**TASK DESCRIPTION**
Exactly as written, copy the lines that run from the start of the data below to the line containing "the mesh unchanged.", both ends included.

Saved entries
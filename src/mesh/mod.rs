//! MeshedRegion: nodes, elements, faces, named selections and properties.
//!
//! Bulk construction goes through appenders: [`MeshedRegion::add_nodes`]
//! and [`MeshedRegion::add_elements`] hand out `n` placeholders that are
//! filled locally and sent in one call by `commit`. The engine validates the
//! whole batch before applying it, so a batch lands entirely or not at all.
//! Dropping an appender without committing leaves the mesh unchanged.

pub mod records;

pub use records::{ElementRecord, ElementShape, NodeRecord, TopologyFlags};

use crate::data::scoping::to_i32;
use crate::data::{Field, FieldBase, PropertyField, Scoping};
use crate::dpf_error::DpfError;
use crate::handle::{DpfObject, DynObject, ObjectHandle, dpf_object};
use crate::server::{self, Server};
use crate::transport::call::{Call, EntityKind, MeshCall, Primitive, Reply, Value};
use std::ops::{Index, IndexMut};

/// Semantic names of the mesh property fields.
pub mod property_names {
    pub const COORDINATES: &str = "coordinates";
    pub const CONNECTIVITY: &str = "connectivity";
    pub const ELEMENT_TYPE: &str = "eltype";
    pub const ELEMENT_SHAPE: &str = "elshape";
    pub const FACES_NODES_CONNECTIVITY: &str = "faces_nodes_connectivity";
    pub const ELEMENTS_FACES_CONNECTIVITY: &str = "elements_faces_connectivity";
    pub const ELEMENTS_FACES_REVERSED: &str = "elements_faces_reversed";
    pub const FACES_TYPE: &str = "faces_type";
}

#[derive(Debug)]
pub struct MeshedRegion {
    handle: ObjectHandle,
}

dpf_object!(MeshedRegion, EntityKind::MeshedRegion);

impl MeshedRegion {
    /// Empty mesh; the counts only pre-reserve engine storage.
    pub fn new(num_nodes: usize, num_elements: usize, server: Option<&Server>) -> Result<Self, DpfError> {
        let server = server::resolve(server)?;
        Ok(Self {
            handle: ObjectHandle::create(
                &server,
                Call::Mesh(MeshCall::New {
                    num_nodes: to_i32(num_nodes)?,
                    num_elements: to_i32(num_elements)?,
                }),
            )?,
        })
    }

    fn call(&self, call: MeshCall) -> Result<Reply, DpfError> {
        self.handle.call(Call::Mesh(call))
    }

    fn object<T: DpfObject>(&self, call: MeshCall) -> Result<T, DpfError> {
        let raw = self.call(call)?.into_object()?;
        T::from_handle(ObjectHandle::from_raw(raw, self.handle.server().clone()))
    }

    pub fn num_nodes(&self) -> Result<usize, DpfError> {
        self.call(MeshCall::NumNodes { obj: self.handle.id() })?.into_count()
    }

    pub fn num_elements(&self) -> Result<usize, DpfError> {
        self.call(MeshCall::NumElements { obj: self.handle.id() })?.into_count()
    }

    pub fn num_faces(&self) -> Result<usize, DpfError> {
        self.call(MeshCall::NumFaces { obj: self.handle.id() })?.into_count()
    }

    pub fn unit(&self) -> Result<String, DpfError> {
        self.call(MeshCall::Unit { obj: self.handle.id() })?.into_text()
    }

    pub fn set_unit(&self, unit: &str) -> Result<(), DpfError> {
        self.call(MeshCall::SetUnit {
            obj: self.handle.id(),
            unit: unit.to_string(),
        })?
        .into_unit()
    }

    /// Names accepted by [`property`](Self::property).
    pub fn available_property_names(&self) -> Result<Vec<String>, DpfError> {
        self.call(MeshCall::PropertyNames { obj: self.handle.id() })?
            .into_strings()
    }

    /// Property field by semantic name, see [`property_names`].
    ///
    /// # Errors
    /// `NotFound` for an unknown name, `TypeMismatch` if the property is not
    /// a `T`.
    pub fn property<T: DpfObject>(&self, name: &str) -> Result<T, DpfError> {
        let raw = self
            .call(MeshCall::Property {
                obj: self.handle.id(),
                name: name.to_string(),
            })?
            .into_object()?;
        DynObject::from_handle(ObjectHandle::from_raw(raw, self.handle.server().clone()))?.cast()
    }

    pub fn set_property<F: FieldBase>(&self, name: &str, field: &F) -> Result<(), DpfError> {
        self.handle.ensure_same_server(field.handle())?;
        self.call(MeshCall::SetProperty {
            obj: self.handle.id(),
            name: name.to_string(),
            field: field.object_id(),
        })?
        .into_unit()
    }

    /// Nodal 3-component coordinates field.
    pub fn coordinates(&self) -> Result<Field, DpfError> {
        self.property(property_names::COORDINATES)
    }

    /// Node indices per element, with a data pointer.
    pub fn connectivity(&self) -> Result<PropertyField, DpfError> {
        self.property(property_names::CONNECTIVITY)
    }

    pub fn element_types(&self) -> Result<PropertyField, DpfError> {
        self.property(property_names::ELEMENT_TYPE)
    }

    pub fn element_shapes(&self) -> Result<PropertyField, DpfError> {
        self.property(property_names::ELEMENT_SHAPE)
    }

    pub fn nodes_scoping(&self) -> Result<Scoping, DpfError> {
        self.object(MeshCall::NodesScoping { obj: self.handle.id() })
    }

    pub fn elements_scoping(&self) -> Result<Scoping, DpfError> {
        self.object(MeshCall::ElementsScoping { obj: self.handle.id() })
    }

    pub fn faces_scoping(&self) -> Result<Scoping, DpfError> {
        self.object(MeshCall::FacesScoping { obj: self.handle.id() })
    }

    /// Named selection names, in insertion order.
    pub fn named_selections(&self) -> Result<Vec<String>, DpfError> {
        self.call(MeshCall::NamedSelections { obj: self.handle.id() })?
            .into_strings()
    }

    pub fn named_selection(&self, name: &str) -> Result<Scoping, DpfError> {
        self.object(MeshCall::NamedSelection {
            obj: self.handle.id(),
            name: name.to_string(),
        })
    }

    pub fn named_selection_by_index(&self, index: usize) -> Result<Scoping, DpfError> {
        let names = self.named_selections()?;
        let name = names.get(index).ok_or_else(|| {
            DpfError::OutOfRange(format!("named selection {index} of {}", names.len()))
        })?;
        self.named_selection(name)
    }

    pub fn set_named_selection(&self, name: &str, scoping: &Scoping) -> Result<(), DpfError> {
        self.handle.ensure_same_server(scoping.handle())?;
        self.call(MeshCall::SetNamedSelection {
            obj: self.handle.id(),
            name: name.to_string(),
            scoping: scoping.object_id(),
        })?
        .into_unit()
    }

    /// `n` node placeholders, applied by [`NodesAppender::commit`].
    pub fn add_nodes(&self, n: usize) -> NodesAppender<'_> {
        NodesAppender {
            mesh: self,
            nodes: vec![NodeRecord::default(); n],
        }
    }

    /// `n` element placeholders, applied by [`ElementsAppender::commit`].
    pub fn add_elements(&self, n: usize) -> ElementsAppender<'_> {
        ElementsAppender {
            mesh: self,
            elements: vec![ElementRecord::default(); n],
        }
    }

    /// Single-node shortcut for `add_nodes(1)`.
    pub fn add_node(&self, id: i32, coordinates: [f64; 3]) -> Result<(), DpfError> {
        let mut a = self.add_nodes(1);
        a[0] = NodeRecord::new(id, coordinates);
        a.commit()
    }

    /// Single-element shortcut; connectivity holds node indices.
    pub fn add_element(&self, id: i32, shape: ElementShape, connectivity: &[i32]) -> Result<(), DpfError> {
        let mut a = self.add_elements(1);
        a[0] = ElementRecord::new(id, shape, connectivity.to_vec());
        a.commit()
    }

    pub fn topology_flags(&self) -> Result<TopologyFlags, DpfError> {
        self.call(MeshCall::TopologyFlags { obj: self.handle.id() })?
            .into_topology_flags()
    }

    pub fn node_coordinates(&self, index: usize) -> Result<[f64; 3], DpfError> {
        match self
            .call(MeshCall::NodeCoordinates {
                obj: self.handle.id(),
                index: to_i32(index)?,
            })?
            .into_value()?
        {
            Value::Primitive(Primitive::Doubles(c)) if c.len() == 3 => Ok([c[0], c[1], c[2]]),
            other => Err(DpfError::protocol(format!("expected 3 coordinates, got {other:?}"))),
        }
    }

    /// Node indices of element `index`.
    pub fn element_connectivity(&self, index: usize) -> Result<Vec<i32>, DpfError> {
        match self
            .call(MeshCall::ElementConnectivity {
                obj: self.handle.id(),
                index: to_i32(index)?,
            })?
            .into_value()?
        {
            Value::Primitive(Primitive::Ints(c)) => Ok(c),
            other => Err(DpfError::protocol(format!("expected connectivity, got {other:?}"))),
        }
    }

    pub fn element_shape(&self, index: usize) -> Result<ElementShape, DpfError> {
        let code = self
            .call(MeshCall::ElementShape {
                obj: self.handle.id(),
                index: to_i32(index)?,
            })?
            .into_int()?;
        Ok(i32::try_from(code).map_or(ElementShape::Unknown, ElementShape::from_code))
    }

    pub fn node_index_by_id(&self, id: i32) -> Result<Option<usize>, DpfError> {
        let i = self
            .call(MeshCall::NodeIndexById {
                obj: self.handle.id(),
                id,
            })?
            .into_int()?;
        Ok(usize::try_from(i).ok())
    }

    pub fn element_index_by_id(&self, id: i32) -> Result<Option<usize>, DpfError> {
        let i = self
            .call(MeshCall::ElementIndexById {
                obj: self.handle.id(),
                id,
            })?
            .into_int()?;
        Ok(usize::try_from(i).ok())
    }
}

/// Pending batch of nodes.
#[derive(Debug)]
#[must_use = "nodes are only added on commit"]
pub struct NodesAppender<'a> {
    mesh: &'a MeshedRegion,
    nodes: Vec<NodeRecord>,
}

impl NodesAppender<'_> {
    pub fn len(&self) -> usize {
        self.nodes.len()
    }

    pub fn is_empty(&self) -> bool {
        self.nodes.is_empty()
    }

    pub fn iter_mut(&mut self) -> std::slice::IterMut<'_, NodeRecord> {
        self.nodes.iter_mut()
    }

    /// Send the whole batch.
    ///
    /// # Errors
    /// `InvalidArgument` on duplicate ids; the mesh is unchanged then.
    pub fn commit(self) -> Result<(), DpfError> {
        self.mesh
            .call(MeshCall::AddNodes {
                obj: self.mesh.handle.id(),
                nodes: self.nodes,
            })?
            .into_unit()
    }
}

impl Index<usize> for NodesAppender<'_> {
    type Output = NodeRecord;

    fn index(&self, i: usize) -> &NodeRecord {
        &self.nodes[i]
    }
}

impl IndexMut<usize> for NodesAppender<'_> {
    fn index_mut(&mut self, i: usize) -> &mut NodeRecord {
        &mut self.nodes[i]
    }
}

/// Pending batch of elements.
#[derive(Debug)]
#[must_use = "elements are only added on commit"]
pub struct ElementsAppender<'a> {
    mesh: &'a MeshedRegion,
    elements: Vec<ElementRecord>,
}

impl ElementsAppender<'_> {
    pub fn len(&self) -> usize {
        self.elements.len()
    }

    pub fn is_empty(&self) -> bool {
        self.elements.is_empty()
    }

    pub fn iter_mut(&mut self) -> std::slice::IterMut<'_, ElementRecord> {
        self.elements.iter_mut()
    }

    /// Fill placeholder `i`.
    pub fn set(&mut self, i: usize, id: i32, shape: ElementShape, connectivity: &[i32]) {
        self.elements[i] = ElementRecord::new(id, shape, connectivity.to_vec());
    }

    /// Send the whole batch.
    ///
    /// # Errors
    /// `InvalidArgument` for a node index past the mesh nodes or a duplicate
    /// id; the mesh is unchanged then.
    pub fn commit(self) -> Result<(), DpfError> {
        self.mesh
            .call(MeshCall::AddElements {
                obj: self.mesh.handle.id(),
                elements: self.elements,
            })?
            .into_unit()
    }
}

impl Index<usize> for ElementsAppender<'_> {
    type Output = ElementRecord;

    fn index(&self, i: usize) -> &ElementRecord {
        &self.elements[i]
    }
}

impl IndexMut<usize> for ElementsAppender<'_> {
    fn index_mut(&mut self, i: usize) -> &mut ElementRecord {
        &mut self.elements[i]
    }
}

**PROBLEM SOLUTION**
filename src/mesh/mod.rs
//! MeshedRegion: nodes, elements, faces, named selections and properties.
//!
//! Bulk construction goes through appenders: [`MeshedRegion::add_nodes`]
//! and [`MeshedRegion::add_elements`] hand out `n` placeholders that are
//! filled locally and sent in one call by `commit`. The engine validates the
//! whole batch before applying it, so a batch lands entirely or not at all.
//! Dropping an appender without committing leaves the mesh unchanged.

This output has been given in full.